Beginning in 2013, the state exams were drafted pursuant to a new
set of standards referred to as the Common Core Learning Standards.
(Id. ¶ 17.) Coinciding with the implementation of the Common Core
standards, in 2013, and again in 2014, all employees who scored the state
Common Core exams were required by NYSED to sign Exam Scoring
Confidentiality Agreements. (Id. ¶¶ 18-19.) As part of the confidentiality
agreement, the individual grading the exam agrees “not to disclose any
secure test materials, including test questions and answers, other than
while participating in the scoring activity.” (Id. ¶ 41; Dkt. No. 2, Attach. 7 at
2.) The confidentiality agreement defines “secure test materials” as
“includ[ing], but . . . not limited to, all test books, answer sheets, scoring
guides, and any other information, whether printed or electronic (CD),
4
relating to the scoring of the . . . Grades 3-8 Common Core English
Language Arts and Mathematics Tests,” and also includes “any notes [the
scorers] take during [their] participation in the scoring of secure test
materials and confidential student information.” (Compl. ¶ 42; Dkt. No. 2,
Attach. 7 at 2.) Exam scorers must agree to “not use or discuss the
content of secure test materials, including test questions and answers, in
any classroom or other activities.” (Compl. ¶ 43; Dkt. No. 2, Attach. 7 at 2.)

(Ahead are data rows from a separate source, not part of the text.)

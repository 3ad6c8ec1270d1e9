//! Artifacts - immutable, typed outputs of completed tasks.
//!
//! Later tasks never read earlier tasks' results directly; they look up the
//! latest artifact of the kind they need. When several artifacts of one kind
//! exist (a refined course config, say), the last one written wins.

mod content;

pub use content::{
    ColorScheme, CourseConfig, FontConfig, KnowledgePoint, KnowledgeUnit, MasterSlide,
    PptHtmlDocument, PresentationTheme, QualityCheckResult, RequirementAnalysis, ScriptSet,
    SearchHit, SearchResults, SlideContent, SlideHtml, SlideKind, SlideScript, VideoOutline,
};

use chrono::{DateTime, Utc};
use serde::{Deserialize, Serialize};

/// Closed set of artifact kinds.
#[derive(Debug, Clone, Copy, PartialEq, Eq, Hash, Serialize, Deserialize)]
#[serde(rename_all = "kebab-case")]
pub enum ArtifactKind {
    Analysis,
    CourseConfig,
    Outline,
    ScriptSet,
    Theme,
    PageHtml,
    SearchResult,
    Validation,
}

impl ArtifactKind {
    pub fn as_str(&self) -> &'static str {
        match self {
            Self::Analysis => "analysis",
            Self::CourseConfig => "course-config",
            Self::Outline => "outline",
            Self::ScriptSet => "script-set",
            Self::Theme => "theme",
            Self::PageHtml => "page-html",
            Self::SearchResult => "search-result",
            Self::Validation => "validation",
        }
    }
}

impl std::fmt::Display for ArtifactKind {
    fn fmt(&self, f: &mut std::fmt::Formatter<'_>) -> std::fmt::Result {
        f.write_str(self.as_str())
    }
}

/// Artifact payload, tagged by kind.
#[derive(Debug, Clone, PartialEq, Serialize, Deserialize)]
#[serde(tag = "type", content = "data", rename_all = "kebab-case")]
pub enum ArtifactContent {
    Analysis(RequirementAnalysis),
    CourseConfig(CourseConfig),
    Outline(VideoOutline),
    ScriptSet(ScriptSet),
    Theme(PresentationTheme),
    PageHtml(PptHtmlDocument),
    SearchResult(SearchResults),
    Validation(QualityCheckResult),
}

impl ArtifactContent {
    pub fn kind(&self) -> ArtifactKind {
        match self {
            Self::Analysis(_) => ArtifactKind::Analysis,
            Self::CourseConfig(_) => ArtifactKind::CourseConfig,
            Self::Outline(_) => ArtifactKind::Outline,
            Self::ScriptSet(_) => ArtifactKind::ScriptSet,
            Self::Theme(_) => ArtifactKind::Theme,
            Self::PageHtml(_) => ArtifactKind::PageHtml,
            Self::SearchResult(_) => ArtifactKind::SearchResult,
            Self::Validation(_) => ArtifactKind::Validation,
        }
    }

    pub fn as_analysis(&self) -> Option<&RequirementAnalysis> {
        match self {
            Self::Analysis(a) => Some(a),
            _ => None,
        }
    }

    pub fn as_course_config(&self) -> Option<&CourseConfig> {
        match self {
            Self::CourseConfig(c) => Some(c),
            _ => None,
        }
    }

    pub fn as_outline(&self) -> Option<&VideoOutline> {
        match self {
            Self::Outline(o) => Some(o),
            _ => None,
        }
    }

    pub fn as_script_set(&self) -> Option<&ScriptSet> {
        match self {
            Self::ScriptSet(s) => Some(s),
            _ => None,
        }
    }

    pub fn as_theme(&self) -> Option<&PresentationTheme> {
        match self {
            Self::Theme(t) => Some(t),
            _ => None,
        }
    }

    pub fn as_document(&self) -> Option<&PptHtmlDocument> {
        match self {
            Self::PageHtml(d) => Some(d),
            _ => None,
        }
    }

    pub fn as_search_results(&self) -> Option<&SearchResults> {
        match self {
            Self::SearchResult(r) => Some(r),
            _ => None,
        }
    }
}

/// An immutable, typed output produced by exactly one task.
#[derive(Debug, Clone, PartialEq, Serialize, Deserialize)]
pub struct Artifact {
    pub id: String,
    pub content: ArtifactContent,
    /// Starts at 1 and increases per kind within a session
    pub version: u32,
    pub timestamp: DateTime<Utc>,
}

impl Artifact {
    pub fn new(id: impl Into<String>, content: ArtifactContent, version: u32) -> Self {
        Self {
            id: id.into(),
            content,
            version,
            timestamp: Utc::now(),
        }
    }

    pub fn kind(&self) -> ArtifactKind {
        self.content.kind()
    }
}

/// Last artifact of `kind` in write order.
pub fn latest_of_kind(artifacts: &[Artifact], kind: ArtifactKind) -> Option<&Artifact> {
    artifacts.iter().rev().find(|a| a.kind() == kind)
}

/// Last payload matched by `pick`, in write order.
pub fn latest_with<'a, T>(
    artifacts: &'a [Artifact],
    pick: fn(&ArtifactContent) -> Option<&T>,
) -> Option<&'a T>
where
    T: 'a,
{
    artifacts.iter().rev().find_map(|a| pick(&a.content))
}

/// Whether an artifact of every kind in `kinds` exists.
pub fn has_all_kinds(artifacts: &[Artifact], kinds: &[ArtifactKind]) -> bool {
    kinds
        .iter()
        .all(|kind| artifacts.iter().any(|a| a.kind() == *kind))
}

/// Version the next artifact of `kind` should carry.
pub fn next_version(artifacts: &[Artifact], kind: ArtifactKind) -> u32 {
    artifacts
        .iter()
        .filter(|a| a.kind() == kind)
        .map(|a| a.version)
        .max()
        .unwrap_or(0)
        + 1
}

Violating the confidentiality agreement potentially subjects exam scorers to
“disciplinary actions in accordance with Sections 3020 and 3020-a of
Education Law and/or to action against their certification,” and the
agreement notes “that § 225 of the Education Law makes fraud in exams a
misdemeanor.” (Dkt. No. 2, Attach. 7 at 2; Compl. ¶ 44.) Plaintiffs allege
that scorers of the grade eight science exam are required to sign an
equivalent confidentiality agreement. (Compl. ¶¶ 49-50.)

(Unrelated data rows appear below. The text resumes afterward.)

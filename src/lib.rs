//! # deckpilot
//!
//! An autonomous task orchestrator that turns a natural-language goal into a
//! slide deck by planning a graph of tasks, running them one at a time and
//! reflecting on every result.
//!
//! This library provides:
//! - A task graph model with dependency conditions and retry bookkeeping
//! - A deterministic scheduler (priority, then insertion order)
//! - An oracle-backed planner with a fixed fallback template
//! - Per-task-type executors that produce typed artifacts
//! - A reflector that judges results and suggests follow-up tasks
//! - A control loop with retry, skip and abort semantics and resumable
//!   checkpoints
//!
//! ## Architecture
//!
//! ```text
//!        ┌──────────────────────────────────────────────┐
//!        │                 Orchestrator                 │
//!        │  Planning → Scheduling → Executing →         │
//!        │  Reflecting → (Scheduling | Stopped)         │
//!        └──┬──────────┬───────────┬───────────┬────────┘
//!           │          │           │           │
//!           ▼          ▼           ▼           ▼
//!       Planner    Scheduler   TaskExecutor  Reflector
//!           │                      │           │
//!           └──────────┬───────────┴───────────┘
//!                      ▼
//!               ContentOracle ──▶ LlmClient (OpenRouter)
//! ```
//!
//! ## Modules
//! - `task`: Task graph model and structural validation
//! - `artifact`: Typed task outputs
//! - `scheduler`: Readiness, selection and status propagation
//! - `planner`: Initial plans and mid-run task insertion
//! - `executor`: One handler per task type
//! - `reflector`: Post-task evaluation
//! - `orchestrator`: The control loop
//! - `oracle`, `llm`, `search`: External content and search services
//! - `store`, `events`: Persistence and progress notification

pub mod artifact;
pub mod config;
pub mod events;
pub mod executor;
pub mod llm;
pub mod oracle;
pub mod orchestrator;
pub mod planner;
pub mod reflector;
pub mod scheduler;
pub mod search;
pub mod store;
pub mod task;

pub use artifact::{Artifact, ArtifactContent, ArtifactKind};
pub use config::{Config, OrchestratorConfig, PlanningMode};
pub use orchestrator::{Orchestrator, OrchestratorError, RunOutcome, RunReport, RunRequest, Services};
pub use task::{Task, TaskList, TaskStatus, TaskType};
impl Reflector {
    pub fn new(oracle: Option<Arc<dyn ContentOracle>>, config: ReflectorConfig) -> Self {
        Self { oracle, config }
    }

    pub async fn reflect(
        &self,
        task_list: &TaskList,
        completed_task: &Task,
        artifacts: &[Artifact],
    ) -> ReflectionResult {
        tracing::info!(
            "Reflecting on task {} of type {}",
            completed_task.id,
            completed_task.task_type
        );

        if completed_task.status != TaskStatus::Completed {
            return ReflectionResult::stop("task failed");
        }

        let quality = match self.check_quality(task_list, completed_task, artifacts).await {
            Ok(quality) => quality,
            Err(e) => {
                tracing::error!("Error checking result quality of {}: {}", completed_task.id, e);
                return ReflectionResult::stop(format!("reflection failed: {}", e));
            }
        };
        tracing::info!(
            "Quality check result: score={}, needs_refinement={}",
            quality.score,
            quality.needs_refinement
        );

        if quality.needs_refinement && !quality.issues.is_empty() {
            if let Some(refine) = self.refinement(task_list, completed_task, &quality.issues) {
                return ReflectionResult::extend(
                    format!("Result quality needs improvement: {}", quality.issues.join(", ")),
                    vec![refine],
                );
            }
        }

        let additional = suggest_additional_tasks(completed_task, &task_list.topic);
        if !additional.is_empty() {
            return ReflectionResult::extend(
                "Additional tasks needed based on current result",
                additional,
            );
        }

        if is_all_tasks_completed(task_list) {
            return ReflectionResult::stop("all tasks completed");
        }

        ReflectionResult::proceed("continue with remaining tasks")
    }

    async fn check_quality(
        &self,
        task_list: &TaskList,
        task: &Task,
        artifacts: &[Artifact],
    ) -> Result<QualityCheckResult, OracleError> {
        let oracle = match &self.oracle {
            Some(oracle) if self.config.quality_checks => oracle,
            _ => return Ok(QualityCheckResult::assumed_good()),
        };

        let inputs = json!({
            "goal": task_list.topic,
            "task_type": task.task_type,
            "task_description": task.description,
            "result": task.result.as_ref().map(|r| &r.artifact.content),
            "available_artifacts": artifacts.iter().map(|a| a.kind()).collect::<Vec<_>>(),
        });
        let check: QualityCheckResult =
            generate_as(oracle.as_ref(), GenerationKind::QualityCheck, inputs).await?;
        Ok(check.normalized())
    }

    /// A refine suggestion for the task behind `completed`, if its type is
    /// refinable and its refinement budget is not spent.
    fn refinement(&self, task_list: &TaskList, completed: &Task, issues: &[String]) -> Option<TaskDraft> {
        let target = match completed.task_type {
            TaskType::Refine => completed
                .result
                .as_ref()
                .and_then(|r| r.refined_task_id.as_deref())
                .and_then(|id| task_list.get(id))?,
            _ => completed,
        };

        if !target.task_type.is_refinable() {
            tracing::debug!("Task type {} cannot be refined", target.task_type);
            return None;
        }

        let spent = task_list
            .tasks
            .iter()
            .filter(|t| {
                t.task_type == TaskType::Refine
                    && crate::executor::refine_target_id(t) == Some(target.id.as_str())
            })
            .count();
        if spent >= self.config.max_refinements_per_task as usize {
            tracing::info!(
                "Refinement budget of task {} spent ({}), accepting result",
                target.id,
                spent
            );
            return None;
        }

        Some(
            TaskDraft::new(TaskType::Refine, format!("Refine the result of {}", target.task_type))
                .with_parameter("task_id", target.id.clone())
                .with_parameter("issues", json!(issues))
                .with_dependency(TaskDependency::success(completed.id.clone()))
                .with_priority(REFINE_PRIORITY)
                .with_metadata(TaskMetadata::planned(30, 2, false)),
        )
    }
}

/// Type-specific follow-ups.
fn suggest_additional_tasks(completed: &Task, topic: &str) -> Vec<TaskDraft> {
    let Some(content) = completed.result.as_ref().map(|r| &r.artifact.content) else {
        return Vec::new();
    };
    let after_completed = TaskDependency::success(completed.id.clone());

    match (completed.task_type, content) {
        (TaskType::Configure, ArtifactContent::CourseConfig(config))
            if !config.target_audience.trim().is_empty() =>
        {
            let audience = config.target_audience.trim();
            vec![TaskDraft::new(
                TaskType::Search,
                format!("Search for material about \"{}\"", audience),
            )
            .with_parameter("query", format!("{} teaching methods best practices", audience))
            .with_dependency(after_completed)
            .with_priority(SEARCH_PRIORITY)
            .with_metadata(TaskMetadata::planned(20, 3, false))]
        }
        (TaskType::Outline, ArtifactContent::Outline(outline))
            if outline.knowledge_units.len() > OUTLINE_UNITS_BEFORE_VALIDATION =>
        {
            vec![TaskDraft::new(TaskType::Validate, "Check that the outline complexity is appropriate")
                .with_parameter("task_id", completed.id.clone())
                .with_parameter("criteria", "complexity")
                .with_dependency(after_completed)
                .with_priority(VALIDATE_PRIORITY)
                .with_metadata(TaskMetadata {
                    estimated_duration: Some(15),
                    can_retry: Some(false),
                    max_retries: Some(1),
                    critical: Some(false),
                    ..TaskMetadata::default()
                })]
        }
        (TaskType::Search, ArtifactContent::SearchResult(results))
            if results.hits.is_empty() && !is_broadened(completed) =>
        {
            vec![TaskDraft::new(TaskType::Search, "Search again with broader keywords")
                .with_parameter("query", format!("{} overview", topic))
                .with_parameter("broadened", true)
                .with_dependency(after_completed)
                .with_priority(SEARCH_PRIORITY)
                .with_metadata(TaskMetadata::planned(20, 3, false))]
        }
        _ => Vec::new(),
    }
}

fn is_broadened(task: &Task) -> bool {
    task.parameters
        .get("broadened")
        .and_then(|v| v.as_bool())
        .unwrap_or(false)
}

Plaintiffs each signed a confidentiality agreement in connection with
their scoring of the 2014 Common Core exams. (Compl. ¶¶ 65, 85, 94,
108, 117, 122.) As a result of signing these agreements, plaintiffs allege
that they are prevented from fully discussing their opinions and concerns
regarding the Common Core exams, and problems inherent in them,
5
including the length and difficulty of the exams and the propriety of the
amount of time given to complete the exams, the lack of clarity with which
exam questions were written, and the disparity between the material tested
on the exams and the Common Core standards. (Id. ¶¶ 67, 88, 96, 113,
121.) Plaintiffs further allege that they had openly discussed similar issues
in connection with past years’ exams, and that they currently wish to speak
about the same or similar issues in regard to the 2014 Common Core
exams, but have not done so, out of fear that they would be disciplined
pursuant to the confidentiality agreements. (Id. ¶¶ 68, 70-74, 87-91, 97,
99-100, 110-14, 122-25, 127.)
Consequently, plaintiffs allege that the requirement that those scoring
the state exams must sign confidentiality agreements “prohibit[s] teachers
from speaking about the content of New York State exams in any forum,”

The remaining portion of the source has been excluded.